While perhaps the most common refrain about cannabis research is that more is needed, research has been rising, and maturing, in recent years.
Still, the placement of cannabis in the strictest category of the federal Controlled Substances Act, Schedule 1, for the past fifty years has meant that researchers have needed to jump through more hurdles than if they were investigating other materials. Further, there has been a lag in the establishment of agreed upon national standards, for example, what counts as a “dose” of cannabis — until now.
Late last week, the National Institute on Drug Abuse published a notice to researchers that, as of May 7, the “standard THC unit is defined as any formulation of cannabis plant material or extract that contains 5 milligrams of THC.” This standard dose mainly applies to researchers applying to study THC, rather than other cannabinoids.
“Inconsistency in the measurement and reporting of THC exposure has been a major limitation in studies of cannabis use, making it difficult to compare findings among studies,” the notice read. “A standardized measure of THC in cannabis products is necessary to advance research by providing greater comparability across studies of both its adverse effects and potential medical uses.”
NIDA also published a Q&A on the topic.
The standard unit has been in the works for some time. Nora Volkow, director of NIDA, told members of Congress that NIDA was creating a “unit” of cannabis that can be used for consistency across research during a January 2020 House Energy and Commerce Subcommittee on Health hearing on the state of cannabis research, for which she was asked to testify about research, for example, related to cannabis use by pregnant people, and youth use.
“Past research has been important, but has limitations. And as a result of that, there has been a lot of questioning of the results that have emerged from that research. And we want to change that, such that the future studies can not be criticized for the lack of rigor in quantifying the level of exposure,” Volkow told Cannabis Wire on Monday.
The standard THC dose is a “first step” in increasing that research-related rigor, Volkow said.

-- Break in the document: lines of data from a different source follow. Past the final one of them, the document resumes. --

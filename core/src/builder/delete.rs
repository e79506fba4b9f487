//! DELETE builder.

use jsonsql_types::Dialect;

use crate::ast::DeleteQuery;
use crate::config::Config;
use crate::error::Result;
use crate::eval::parse_condition;
use crate::state::ParserState;

/// A parsed DELETE, ready for clause assembly.
#[derive(Debug, Clone)]
pub struct ParsedDelete {
    pub dialect: Dialect,
    pub table: String,
    pub where_clause: Option<String>,
}

/// Walks a DELETE query into a [`ParsedDelete`].
pub fn parse_delete_query(query: &DeleteQuery, config: &Config) -> Result<ParsedDelete> {
    config.table(&query.table)?;

    let mut state = ParserState::new(config, query.table.clone());
    state.data_table_enabled = false;

    let where_clause = match &query.condition {
        Some(condition) => Some(parse_condition(condition, &mut state)?),
        None => None,
    };

    Ok(ParsedDelete {
        dialect: config.dialect,
        table: query.table.clone(),
        where_clause,
    })
}

/// Assembles `DELETE FROM <T> [WHERE …]`.
#[must_use]
pub fn compile_delete_query(parsed: &ParsedDelete) -> String {
    let mut sql = format!("DELETE FROM {}", parsed.table);
    if let Some(where_clause) = &parsed.where_clause {
        sql.push_str(" WHERE ");
        sql.push_str(where_clause);
    }
    sql
}

/// Parses and compiles in one step.
pub fn build_delete_query(query: &DeleteQuery, config: &Config) -> Result<String> {
    let parsed = parse_delete_query(query, config)?;
    let sql = compile_delete_query(&parsed);
    crate::trace_build!("delete", &sql);
    Ok(sql)
}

“If you look at the literature, all of the studies that have been reporting on negative effects or lack of negative effects from consumption of marijuana have not actually documented the doses of exposure,” Volkow said. “It’s very different to consume, say for example, 50 milligrams of THC than to have an exposure of five milligrams. And yet none of this has been controlled by the studies and it hasn’t been controlled because there has not been agreed standardization of how to report that. And we want to change that. That’s why we’re bringing forward the standard dose so that we can start to develop information and knowledge as well as guidelines on how to apply it.”
For the past year, Volkow said, NIDA has been having conversations with researchers to “get their input in terms of what they thought was what a reasonable standard dose.” Their input is critical, Volkow said, “because otherwise it would not be adopted by the research community.”
Volkow added that “having a standard dose will be extremely important for any work that it aims to investigate potential medical benefits from marijuana.”
Cannabis is now legal for adult use in 18 states, and most states have some sort of medical cannabis law. Even with all of that activity, Volkow said one of the factors behind why it has “taken so long to finally say ‘guys, let’s go, let’s go and get a standard dose,’ is the effects are likely very different” depending on mode of consumption, meaning that there’s a consideration, from a research perspective, of whether someone is smoking cannabis, or ingesting it through a “brownie or candy.”
Also, researchers weren’t set on what the specific standard dose should be, which “generated controversy,” Volkow said. This disagreement is also true among state lawmakers and regulators: While many states, for example, limit an edible serving to 5 milligrams of THC, this is not uniform from coast to coast.
The two proposed doses were 5 milligrams of THC and 10, Volkow said.
“Those that were proposing the 10 milligram dose of THC were arguing that a 5 milligram dose is very low, whereas those that were proposing a 5 milligrams were saying ‘no, a 5 milligram dose of THC, actually, for someone that is not a regular user, can have pretty strong pharmacological effects,’” Volkow said.
What about CBD, which now appears on shelves nationwide, from mall kiosks to New York City bodegas to Bed Bath & Beyond?
“There hasn’t been the urgency of doing it for CBD because, overall, CBD is not addictive. Overall, CBD does not produce the toxicity,” Volkow said, adding the caveat that in very high doses, CBD can cause liver issues. “It’s a pretty safe substance. And the trials that have been ongoing, for example, like pharmaceuticals, have delineated very specifically the doses of which the products are therapeutically beneficial, as is the case for the approval of cannabidiol for the treatment of epilepsy. So the urgency is not there as there is for THC.”
What’s next? Volkow said she and NIDA will continue to share information with the scientific community about the 5 milligram dose of THC, both in the United States and abroad.
“There’s a lot of educational work that will be required, but we have to start someplace,” Volkow told Cannabis Wire.